The music business can scream all it likes, but there are some things that it wont discuss, and they are the key to all this.
1. The downturn in music sales occurred at the same time as downloading music from the net took off, therefore, the downloading caused the fall. Logic 101. Post hoc ergo propter hoc is a fallacy. While there may be a link, there is no necessary link. Other factors such as the attractions of the net generally may have withdrawn existing clients' support from the music industry in any case, along with better, faster game machines etc. There may also have been a backed-up demand for more interesting things to do than listen to, and buy, crap music. As soon as they appeared, the music was history.
2. The industry assumes that every person downloading music would have been forced to buy the music if they couldn't download it. But the net has changed the whole econimics of information distribution. In doing so, people who had bought their connection for any number of other purposes, suddenly were able to use the tools to download music, potentially increasing manyfold the number of people interested in listening but now operating in an environment where there is no fee. To imagine that these downloaders were originally regular music buyers who had completely stopped doing so is hallucinatory. Which brings us to the big lie;
3. every downloaded file is not just a potentially lost sale, but an actually lost sale. The music business is claiming that every single person who downloads a file is doing so instead of buying a copy, and therefore the downloaded file represents 1 for 1, lost sales. That is absurd on its face because the reduction in sales is not even within an order of magnitude of the number of files swapped, shared, downloaded or in any other way obtained from the net.

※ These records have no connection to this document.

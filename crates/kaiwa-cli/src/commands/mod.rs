pub mod analyze;
pub mod chat;
pub mod compare;
pub mod estimate;
pub mod init;
pub mod validate;
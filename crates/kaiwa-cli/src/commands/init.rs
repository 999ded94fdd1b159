//! The `kaiwa init` command.

use anyhow::Result;

pub fn execute() -> Result<()> {
    // Create kaiwa.toml
    if std::path::Path::new("kaiwa.toml").exists() {
        println!("kaiwa.toml already exists, skipping.");
    } else {
        std::fs::write("kaiwa.toml", SAMPLE_CONFIG)?;
        println!("Created kaiwa.toml");
    }

    // Create example transcript
    std::fs::create_dir_all("transcripts")?;
    let example_path = std::path::Path::new("transcripts/example.toml");
    if example_path.exists() {
        println!("transcripts/example.toml already exists, skipping.");
    } else {
        std::fs::write(example_path, EXAMPLE_TRANSCRIPT)?;
        println!("Created transcripts/example.toml");
    }

    println!("\nNext steps:");
    println!("  1. Edit kaiwa.toml with your API keys");
    println!("  2. Run: kaiwa validate --transcript transcripts/example.toml");
    println!("  3. Run: kaiwa analyze --transcript transcripts/example.toml");

    Ok(())
}

const SAMPLE_CONFIG: &str = r#"# kaiwa configuration

[providers.openai]
type = "openai"
api_key = "${OPENAI_API_KEY}"

[providers.ollama]
type = "ollama"
base_url = "http://localhost:11434"

[providers.mock]
type = "mock"

default_provider = "openai"
default_model = "gpt-4o-mini"

[scoring]
weakness_threshold = 70

[scoring.weights]
grammar = 0.3
vocabulary = 0.3
fluency = 0.2
naturalness = 0.2
"#;

const EXAMPLE_TRANSCRIPT: &str = r#"id = "example"
name = "Ordering at a restaurant"
description = "A short practice conversation about food"
topic = "食べ物"
target_level = "N5"
context = "casual"

[[messages]]
role = "assistant"
content = "こんにちは！何を食べたいですか？"

[[messages]]
role = "user"
content = "ラーメンが食べたいです"
response_time_ms = 6500

[[messages]]
role = "assistant"
content = "いいですね！ラーメンは好きですか？"

[[messages]]
role = "user"
content = "はい、大好きです。よく友達と食べます"
response_time_ms = 8200
"#;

By focusing on those aspect, and calling every instance of the total difference between sales and downloads an act of theft, piracy or breach of copyright, the industry has managed to create a very large number and the US justice system, along with others, is very impressed by very large numbers, even when they are patently bogus.
Hence the current insanity. Its upsetting when someone actually investigates the facts, but them's the breaks and at least the net is living up to one of its adverts, everything about it is knowable.

Yes, the Music Industry exagerates piracy figures, but to say that there is no connection bewteen the decimation fo the music industry and Napster and other P2P services that followed is frankly ludicrous.
Kids still listen to music, they just pay $0 for it. In the case of many consumers, maybe not every download would have been a sale, that's true, but every sale is now instead a download, and rarely a legal one.
I hope your own work is stolen (all of it) and that you receive $0 for your work, and that then someone comes out and writes an article like this describing how you have no right to legal recourse.
Posted by: Rob Ruffo | September 13, 2008 at 12:59 PM
Go for it Rob,
Hope is how the music industry has dealt with the problem so far and it ain't a strategy.
Here's the news. I KNOW people cfan steal my stuff and not pay me. I put it here for people to take and do with what they want.
The music "industry" has been a brief, passing shower in the history of human creation that allowed a small group of people to steal the creative work of a lot of artists.
Do you imagine for a moment that most of the people with music contracts make any money out of it? The music company gets the first, the biggest and in most cases, all of the rights and profits from their work.
Thomas Chippendale designed and made chairs. He also published books of those designs so that other people could make them as well. He charged for the books, but anyone could make and sell a Chippendale chair for only their own effort.
Well, plainly, HE had no future.
Posted by: Earl Mardle | September 17, 2008 at 07:51 AM
Well, that's your choice, as it should be anyone's choice, to do as you please with what YOU own. That's how Western democracies are supposed to work.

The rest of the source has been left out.